4.1 Reactive flow and transport modelling for CO2 storage

Long-term estimates of trapping mechanisms introduced in the previous chapters, i.e., structural, solubility and kineral trapping, require the development of a reactive transport model able to accurately describe hydrodynamic and geochemical processes (Audigane, et al., 2007). The potential geochemical feedback on physical properties through highly coupled processes has been recognised as being of great importance for CCS (e.g. Czernichowski-Lauriol et al., 1996). During recent years, chemical and solute transport modelling for CCS has made significant progress, building upon the earlier coupled flow models developed for both geothermal systems and radioactive waste disposal. Reactive modelling has evolved from simple, chemical, batch models assuming only interactions between CO2 dissolved in brine and host rocks, without taking into account any flow aspects, to complex three-dimensional fully coupled chemical and flow models accounting for the geological complexity of the storage reservoir and caprock(s) (Gaus et al., 2008).

Current solute transport model codes consider either two components (e.g. CO2, fluid) or three components (CO2, oil, fluid) as well as density dependent flow, dissolution of CO2, chemical speciation, dissolution of minerals of the host rock and precipitation of new secondary phases, and porosity changes in the host rock as a consequence of these processes. To address these processes the equations of conservation of energy, momentum, mass and solute mass, together with constitutive laws are coupled in either an implicit or an explicit manner (Gaus et al., 2008).

The success of CO2 storage and its worldwide deployment might largely depend on the understanding of the interaction of CO2 with fluids and minerals within the reservoir for thousands of years. Saline reservoirs in sedimentary basins constitute one of the best targets for the CCS projects due to their massive storage capacity. The formation waters in these reservoirs are characterised by salinities ranging from 5,000 to > 350,000 mg/L dissolved solids. They cannot be considered as water resource because they usually contain dissolved species e.g. metals and organic components (Kharaka and Hanor, 2007). The chemistry of these waters is the result of various different hydrogeochemical processes. Hence, the injection of CO2 into such reservoirs constitutes an additional process that influences the chemistry of these waters and increases the chemical reactivity of the system. Although dry CO2 does not react, wet CO2reacts and forms a weak acid (H2CO3) that almost immediately dissociates. This makes the pH of the brine to decrease.
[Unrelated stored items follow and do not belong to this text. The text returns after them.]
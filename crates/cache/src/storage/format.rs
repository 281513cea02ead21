//! On-disk record format
//!
//! Each entry file is a fixed-size bincode header followed by a bincode
//! body. The header carries a magic number, a format version and the CRC32C
//! of the body, so a truncated or foreign file is rejected before the body
//! is decoded. Nothing in a record is ever executed.

use crate::entry::Entry;
use crate::errors::{CacheError, RecoveryHint, Result, SerializationOp};
use crate::keys::KeyParts;
use crc32c::crc32c;
use serde::{Deserialize, Serialize};

/// Magic number for entry files: "OPST"
pub const RECORD_MAGIC: u32 = 0x4F50_5354;

/// Current record format version
pub const RECORD_VERSION: u16 = 1;

/// Binary header preceding every record body
#[derive(Debug, Clone, Copy, PartialEq, Eq, Serialize, Deserialize)]
pub struct RecordHeader {
    magic: u32,
    version: u16,
    reserved: u16,
    body_len: u64,
    pub body_crc: u32,
}

impl RecordHeader {
    pub fn new(body: &[u8]) -> Self {
        Self {
            magic: RECORD_MAGIC,
            version: RECORD_VERSION,
            reserved: 0,
            body_len: body.len() as u64,
            body_crc: crc32c(body),
        }
    }

    /// Encoded size of a header; identical for every header.
    pub fn encoded_len() -> usize {
        bincode::serialized_size(&Self::new(&[])).unwrap_or(20) as usize
    }

    pub fn validate(&self, key: &str) -> Result<()> {
        if self.magic != RECORD_MAGIC {
            return Err(CacheError::Corruption {
                key: key.to_string(),
                reason: format!(
                    "Invalid magic number: expected {:08x}, got {:08x}",
                    RECORD_MAGIC, self.magic
                ),
                recovery_hint: RecoveryHint::ClearAndRetry,
            });
        }

        if self.version > RECORD_VERSION {
            return Err(CacheError::Corruption {
                key: key.to_string(),
                reason: format!("Unsupported record version: {}", self.version),
                recovery_hint: RecoveryHint::Manual {
                    instructions: "Upgrade opstash to read newer cache records".to_string(),
                },
            });
        }

        Ok(())
    }
}

/// The body of an entry file
#[derive(Debug, Clone, PartialEq, Eq, Serialize, Deserialize)]
pub struct StoredRecord {
    /// Components of the key this record was written under
    pub key: KeyParts,
    pub expires_at: i64,
    pub value: Vec<u8>,
}

impl StoredRecord {
    pub fn new(key: KeyParts, entry: Entry) -> Self {
        Self {
            key,
            expires_at: entry.expires_at,
            value: entry.value,
        }
    }

    pub fn into_entry(self) -> Entry {
        Entry::new(self.value, self.expires_at)
    }
}

/// Serialize a record into header + body bytes
pub fn encode_record(record: &StoredRecord) -> Result<Vec<u8>> {
    let body = match bincode::serialize(record) {
        Ok(b) => b,
        Err(e) => {
            return Err(CacheError::Serialization {
                key: record.key.render(),
                operation: SerializationOp::Encode,
                source: e,
                recovery_hint: RecoveryHint::Manual {
                    instructions: "Check record serialization".to_string(),
                },
            });
        }
    };

    let header_bytes = match bincode::serialize(&RecordHeader::new(&body)) {
        Ok(b) => b,
        Err(e) => {
            return Err(CacheError::Serialization {
                key: record.key.render(),
                operation: SerializationOp::Encode,
                source: e,
                recovery_hint: RecoveryHint::Manual {
                    instructions: "Check header serialization".to_string(),
                },
            });
        }
    };

    let mut output = Vec::with_capacity(header_bytes.len() + body.len());
    output.extend_from_slice(&header_bytes);
    output.extend_from_slice(&body);
    Ok(output)
}

/// Parse and verify header + body bytes. `origin` names the file in errors.
pub fn decode_record(bytes: &[u8], origin: &str) -> Result<StoredRecord> {
    let header_len = RecordHeader::encoded_len();
    if bytes.len() < header_len {
        return Err(CacheError::Corruption {
            key: origin.to_string(),
            reason: format!("File too small for header: {} bytes", bytes.len()),
            recovery_hint: RecoveryHint::ClearAndRetry,
        });
    }

    let header: RecordHeader = match bincode::deserialize(&bytes[..header_len]) {
        Ok(h) => h,
        Err(e) => {
            return Err(CacheError::Serialization {
                key: origin.to_string(),
                operation: SerializationOp::Decode,
                source: e,
                recovery_hint: RecoveryHint::ClearAndRetry,
            });
        }
    };
    header.validate(origin)?;

    let body = &bytes[header_len..];
    if body.len() as u64 != header.body_len {
        return Err(CacheError::Corruption {
            key: origin.to_string(),
            reason: format!(
                "Body length mismatch: expected {}, got {}",
                header.body_len,
                body.len()
            ),
            recovery_hint: RecoveryHint::ClearAndRetry,
        });
    }

    let actual_crc = crc32c(body);
    if actual_crc != header.body_crc {
        return Err(CacheError::Corruption {
            key: origin.to_string(),
            reason: format!(
                "Body CRC mismatch: expected {:08x}, got {:08x}",
                header.body_crc, actual_crc
            ),
            recovery_hint: RecoveryHint::ClearAndRetry,
        });
    }

    match bincode::deserialize(body) {
        Ok(record) => Ok(record),
        Err(e) => Err(CacheError::Serialization {
            key: origin.to_string(),
            operation: SerializationOp::Decode,
            source: e,
            recovery_hint: RecoveryHint::ClearAndRetry,
        }),
    }
}
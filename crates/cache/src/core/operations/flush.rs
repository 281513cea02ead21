//! Cache flush operations
//!
//! Scoped flushes scan the store directory and decode each record; the
//! key parts stored in every record say which installation, tenant prefix
//! and group it belongs to.

use crate::core::types::ObjectCache;
use crate::errors::{CacheError, RecoveryHint, Result};
use crate::keys::GLOBAL_PREFIX;
use std::collections::HashSet;

use super::report;

impl ObjectCache {
    /// Remove every entry in the store, plus orphaned temp files and
    /// unused lock files.
    ///
    /// Entries that cannot be removed are logged and skipped; only an
    /// unreadable store directory makes this report failure.
    pub fn flush(&self) -> bool {
        let result = self.store().and_then(|store| store.clear()).map(|sweep| {
            tracing::info!(
                removed = sweep.removed,
                failed = sweep.failed,
                leftovers = sweep.leftovers,
                "flushed object cache"
            );
        });
        report("flush", "*", result)
    }

    /// Remove this installation's entries in any of `groups`, for every
    /// tenant. Fails if no group is given.
    pub fn flush_group<I, S>(&self, groups: I) -> bool
    where
        I: IntoIterator<Item = S>,
        S: Into<String>,
    {
        let groups: HashSet<String> = groups.into_iter().map(Into::into).collect();
        report("flush_group", "*", self.try_flush_group(&groups))
    }

    /// Remove this installation's entries for `tenants`, plus all global
    /// group entries. With no tenants given, flushes the current tenant.
    pub fn flush_site<I>(&self, tenants: I) -> bool
    where
        I: IntoIterator<Item = u64>,
    {
        let mut prefixes: HashSet<u64> = tenants.into_iter().collect();
        if prefixes.is_empty() {
            prefixes.insert(self.inner.namespacer.current_tenant());
        }
        prefixes.insert(GLOBAL_PREFIX);

        let slug = self.inner.namespacer.slug();
        let result = self
            .store()
            .and_then(|store| {
                store.remove_where(|record| {
                    record.key.slug == slug && prefixes.contains(&record.key.prefix)
                })
            })
            .map(|sweep| {
                tracing::info!(
                    removed = sweep.removed,
                    failed = sweep.failed,
                    prefixes = ?prefixes,
                    "flushed tenant entries"
                );
            });
        report("flush_site", "*", result)
    }

    /// Remove this installation's entries that are already past expiry.
    ///
    /// Expiration stays lazy; this only runs when a caller asks for it.
    /// Returns how many entries were removed.
    pub fn purge_expired(&self) -> usize {
        let now = self.now();
        let slug = self.inner.namespacer.slug();
        let result = self.store().and_then(|store| {
            store.remove_where(|record| record.key.slug == slug && record.expires_at < now)
        });

        match result {
            Ok(sweep) => {
                tracing::info!(
                    removed = sweep.removed,
                    failed = sweep.failed,
                    "purged expired entries"
                );
                sweep.removed
            }
            Err(e) => {
                tracing::warn!(error = %e, "purging expired entries failed");
                0
            }
        }
    }

    fn try_flush_group(&self, groups: &HashSet<String>) -> Result<()> {
        if groups.is_empty() {
            return Err(CacheError::Configuration {
                message: "flush_group needs at least one group".to_string(),
                recovery_hint: RecoveryHint::Ignore,
            });
        }

        let slug = self.inner.namespacer.slug();
        let sweep = self.store()?.remove_where(|record| {
            record.key.slug == slug && groups.contains(&record.key.group)
        })?;
        tracing::info!(
            removed = sweep.removed,
            failed = sweep.failed,
            groups = ?groups,
            "flushed cache groups"
        );
        Ok(())
    }
}
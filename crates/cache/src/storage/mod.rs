//! Storage layer: record format, entry store, accelerator and key locks

pub mod accelerator;
pub mod backend;
pub mod format;
pub mod lock;

pub use accelerator::{AccelerationBackend, MemoryAccelerator};
pub use backend::{hash_key, EntryStore, Sweep, TEMP_FILE_GRACE};
pub use format::{RecordHeader, StoredRecord, RECORD_MAGIC, RECORD_VERSION};
pub use lock::KeyLock;
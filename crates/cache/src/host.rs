//! Host-supplied collaborators that the cache consults but does not own

use std::sync::atomic::{AtomicBool, Ordering};
use std::sync::Arc;

/// Source of the host's "suspend cache additions" flag.
///
/// Only `add` consults it; `set` and `replace` always write.
pub trait WriteSuspension: Send + Sync {
    fn writes_suspended(&self) -> bool;
}

/// Default source: additions are never suspended.
#[derive(Debug, Clone, Copy, Default)]
pub struct NeverSuspended;

impl WriteSuspension for NeverSuspended {
    fn writes_suspended(&self) -> bool {
        false
    }
}

impl WriteSuspension for AtomicBool {
    fn writes_suspended(&self) -> bool {
        self.load(Ordering::Acquire)
    }
}

impl<T: WriteSuspension + ?Sized> WriteSuspension for Arc<T> {
    fn writes_suspended(&self) -> bool {
        (**self).writes_suspended()
    }
}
CO2(g) +H2O CO2(aq) +H2O H2CO3° HCO3-+H+ CO32-+2H+

The above series of linked reversible reactions is controlled by in-situ temperature, pressure and salinity. As stated in Gaus et al., 2008, there is evidence that dissolved CO2 may have an important impact during CO2 storage operations and, may influence the success or failure of a carbon storage project. Once injected, CO2 dissolves into the fluids present in the formation and might induce geochemical reactions in the reservoir, the well infrastructure and the reservoir caprock that need to be fully evaluated. From enhanced oil recovery (EOR) operations, there is indirect evidence of geochemical reactions in the near-well environment causing injectivity difficulties (Czernichowski-Lauriol et al., 1996). Generally, injectivity changes are poorly explained and have been tentatively attributed to multiphase flow, CO2/oil interactions and/or CO2/mineral interactions (Cailly et al., 2005). Only occasionally, increased injectivity is observed. Evidence of geochemical interactions caused by the presence of CO2 in geological sequences where CO2 occurs naturally (e.g. natural CO2 storage analogues) is particularly valuable since it illustrates the long-term impact of CO2 on natural rocks that cannot easily be reproduced during experiments or short-term field tests. In some natural analogues, chemical equilibrium is not reached, even over very long (geological) contact times (Haszeldine et al., 2005). This suggests that chemical equilibrium might not be attained during the expected lifetime of a CCS storage site, i.e., thousands to hundreds of thousands of years (Gaus et al., 2008).